Despite a flurry of reports this week that Christie could be, maybe, possibly, thinking about jumping in any day now, he made no such indication Thursday.
Daniels, who months ago made a speech to affirm that he wasn't running, spoke of his accomplishments in Indiana with a mellow Midwestern drawl. He said that a medical savings account he created for public workers saved money in several ways and that he shrank the public workforce to levels not seen since before 1976.
The former director of the federal Office of Management and Budget under President George W. Bush visited New Jersey during his East Coast tour for his new book, Keeping the Republic: Saving America by Trusting Americans.
"Government is a pretty klutzy mechanism, and you ought to be very modest and humble about thinking it can do anything well," Daniels said.
President Obama is in "really bad shape" for reelection, Daniels said. "I hope our nominee, and there's lots of time for this, will have a little more confidence in the American people."
Therefore, Christie said, it is his and Daniels' role to "prod" the Republican candidates to talk about important issues, such as reforming entitlement programs.

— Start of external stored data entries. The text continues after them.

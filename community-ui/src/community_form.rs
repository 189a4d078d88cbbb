//! Community edit form, swapped in for the sidebar while editing.

use community_types::{
    Community, CommunityView, EditCommunity, Language, LanguageId, Sensitive,
};
use dioxus::prelude::*;

use crate::components::Spinner;
use crate::i18n::t;
use crate::session::Session;
use crate::snapshot::Snapshot;

/// Editable copy of the community fields.
#[derive(Debug, Clone, Default, PartialEq)]
pub struct CommunityFormInput {
    pub title: String,
    pub description: String,
    pub icon: String,
    pub banner: String,
    pub nsfw: bool,
    pub posting_restricted_to_mods: bool,
    pub discussion_languages: Vec<LanguageId>,
}

impl CommunityFormInput {
    pub fn from_view(
        community_view: &CommunityView,
        community_languages: Option<&[LanguageId]>,
    ) -> Self {
        let community = &community_view.community;
        Self {
            title: community.title.clone(),
            description: community.description.clone().unwrap_or_default(),
            icon: community.icon.clone().unwrap_or_default(),
            banner: community.banner.clone().unwrap_or_default(),
            nsfw: community.nsfw,
            posting_restricted_to_mods: community.posting_restricted_to_mods,
            discussion_languages: community_languages.map(<[_]>::to_vec).unwrap_or_default(),
        }
    }

    pub fn toggle_language(&mut self, id: LanguageId) {
        if let Some(pos) = self.discussion_languages.iter().position(|l| *l == id) {
            self.discussion_languages.remove(pos);
        } else {
            self.discussion_languages.push(id);
        }
    }
}

/// Languages the community may pick from: the site's, or all when the site
/// allows every language.
pub fn selectable_languages(
    all_languages: &[Language],
    site_languages: &[LanguageId],
) -> Vec<Language> {
    all_languages
        .iter()
        .filter(|l| site_languages.is_empty() || site_languages.contains(&l.id))
        .cloned()
        .collect()
}

/// Edit request for `community`. Blank image fields clear an image the
/// community had and are left out otherwise.
pub fn build_edit_form(
    community: &Community,
    input: &CommunityFormInput,
    site_languages: &[LanguageId],
    enable_nsfw: bool,
    auth: Sensitive<String>,
) -> EditCommunity {
    let languages = input
        .discussion_languages
        .iter()
        .copied()
        .filter(|id| site_languages.is_empty() || site_languages.contains(id))
        .collect();

    EditCommunity {
        community_id: community.id,
        title: Some(input.title.trim().to_string()),
        description: Some(input.description.clone()),
        icon: image_field(community.icon.as_deref(), &input.icon),
        banner: image_field(community.banner.as_deref(), &input.banner),
        nsfw: enable_nsfw.then_some(input.nsfw),
        posting_restricted_to_mods: Some(input.posting_restricted_to_mods),
        discussion_languages: Some(languages),
        auth,
    }
}

fn image_field(previous: Option<&str>, value: &str) -> Option<String> {
    let trimmed = value.trim();
    if !trimmed.is_empty() {
        Some(trimmed.to_string())
    } else if previous.is_some_and(|url| !url.is_empty()) {
        Some(String::new())
    } else {
        None
    }
}

#[component]
pub fn CommunityForm(
    community_view: Snapshot<CommunityView>,
    all_languages: Vec<Language>,
    site_languages: Vec<LanguageId>,
    community_languages: Option<Vec<LanguageId>>,
    #[props(default)] enable_nsfw: bool,
    on_upsert_community: EventHandler<EditCommunity>,
    on_cancel: EventHandler<()>,
) -> Element {
    let session = use_context::<Signal<Session>>();
    let initial = CommunityFormInput::from_view(&community_view, community_languages.as_deref());
    let mut fields = use_signal(|| initial);
    let mut loading = use_signal(|| false);

    use_effect(use_reactive!(|community_view| {
        let _ = &community_view;
        loading.set(false);
    }));

    let community = community_view.community.clone();
    let form_site_languages = site_languages.clone();
    let onsubmit = move |e: FormEvent| {
        e.prevent_default();
        let auth = match session.read().auth_required() {
            Ok(auth) => auth,
            Err(err) => {
                dioxus_logger::tracing::warn!("Cannot edit community: {}", err);
                return;
            }
        };
        loading.set(true);
        let form = build_edit_form(
            &community,
            &fields.read(),
            &form_site_languages,
            enable_nsfw,
            auth,
        );
        on_upsert_community.call(form);
    };

    let current = fields.read().clone();
    let language_choices: Vec<(LanguageId, String, bool)> =
        selectable_languages(&all_languages, &site_languages)
            .into_iter()
            .map(|l| {
                let picked = current.discussion_languages.contains(&l.id);
                (l.id, l.name, picked)
            })
            .collect();

    rsx! {
        form { onsubmit,
            div { class: "form-group",
                label { r#for: "community-title", {t("display_name")} }
                input {
                    id: "community-title",
                    r#type: "text",
                    class: "form-control",
                    required: true,
                    value: current.title.clone(),
                    oninput: move |e: FormEvent| fields.write().title = e.value(),
                }
            }
            div { class: "form-group",
                label { r#for: "community-description", {t("description")} }
                textarea {
                    id: "community-description",
                    class: "form-control",
                    rows: "6",
                    value: current.description.clone(),
                    oninput: move |e: FormEvent| fields.write().description = e.value(),
                }
            }
            div { class: "form-group",
                label { r#for: "community-icon", {t("icon")} }
                input {
                    id: "community-icon",
                    r#type: "url",
                    class: "form-control",
                    value: current.icon.clone(),
                    oninput: move |e: FormEvent| fields.write().icon = e.value(),
                }
            }
            div { class: "form-group",
                label { r#for: "community-banner", {t("banner")} }
                input {
                    id: "community-banner",
                    r#type: "url",
                    class: "form-control",
                    value: current.banner.clone(),
                    oninput: move |e: FormEvent| fields.write().banner = e.value(),
                }
            }
            if enable_nsfw {
                div { class: "form-check",
                    input {
                        id: "community-nsfw",
                        r#type: "checkbox",
                        class: "form-check-input",
                        checked: current.nsfw,
                        onchange: move |e: FormEvent| fields.write().nsfw = e.checked(),
                    }
                    label { class: "form-check-label", r#for: "community-nsfw", {t("nsfw")} }
                }
            }
            div { class: "form-check",
                input {
                    id: "community-only-mods-can-post",
                    r#type: "checkbox",
                    class: "form-check-input",
                    checked: current.posting_restricted_to_mods,
                    onchange: move |e: FormEvent| {
                        fields.write().posting_restricted_to_mods = e.checked()
                    },
                }
                label {
                    class: "form-check-label",
                    r#for: "community-only-mods-can-post",
                    {t("only_mods_can_post_in_community")}
                }
            }
            fieldset { class: "form-group",
                legend { class: "col-form-label", {t("discussion_languages")} }
                for (id, name, picked) in language_choices {
                    div { key: "{id}", class: "form-check form-check-inline",
                        input {
                            r#type: "checkbox",
                            class: "form-check-input",
                            checked: picked,
                            onchange: move |_| fields.write().toggle_language(id),
                        }
                        label { class: "form-check-label", "{name}" }
                    }
                }
            }
            div { class: "form-group",
                button { r#type: "submit", class: "btn btn-secondary mr-2",
                    if loading() { Spinner {} } else { {t("save")} }
                }
                button {
                    r#type: "button",
                    class: "btn btn-secondary",
                    onclick: move |_| on_cancel.call(()),
                    {t("cancel")}
                }
            }
        }
    }
}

Despite both governors' assertion that they were saying something different from the presidential candidates, their 40-minute conversation - which ended with three questions from Rider University College Republicans - lacked details and didn't stray far from GOP boilerplate.

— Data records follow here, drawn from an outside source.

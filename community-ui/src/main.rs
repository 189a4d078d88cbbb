use dioxus::launch;
use dioxus::prelude::*;
use dioxus_logger::tracing::Level;

use community_ui::page::{community_name_from_url, CommunityPage};

fn main() {
    // Initialize logging for WASM
    wasm_logger::init(wasm_logger::Config::default());
    dioxus_logger::init(Level::INFO).ok();

    launch(App);
}

#[component]
fn App() -> Element {
    let name = use_hook(community_name_from_url);

    rsx! {
        CommunityPage { name }
    }
}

Christie said that both he and Daniels had "lots of political experts and interested parties and genuine good Americans" asking them to run, but that he tells them: "When I'm in a hotel room in Des Moines and it's 5:30 in the morning and it's 15 below, and it's time for me to get up and go shake hands at the meatpacking plant, the only one who's going to be in bed with me is [wife] Mary Pat, not you."
In other words, the decision against running was made by Christie and his family. Similarly, Daniels says his family didn't want him to run.
But as long as candidates are unwilling to tell Americans "hard truths," Christie and Daniels expect to be courted.
"The fact that nobody yet running for president, in my view, has done that effectively is why you continue to hear people ask Daniels to reconsider and ask me to reconsider," he said.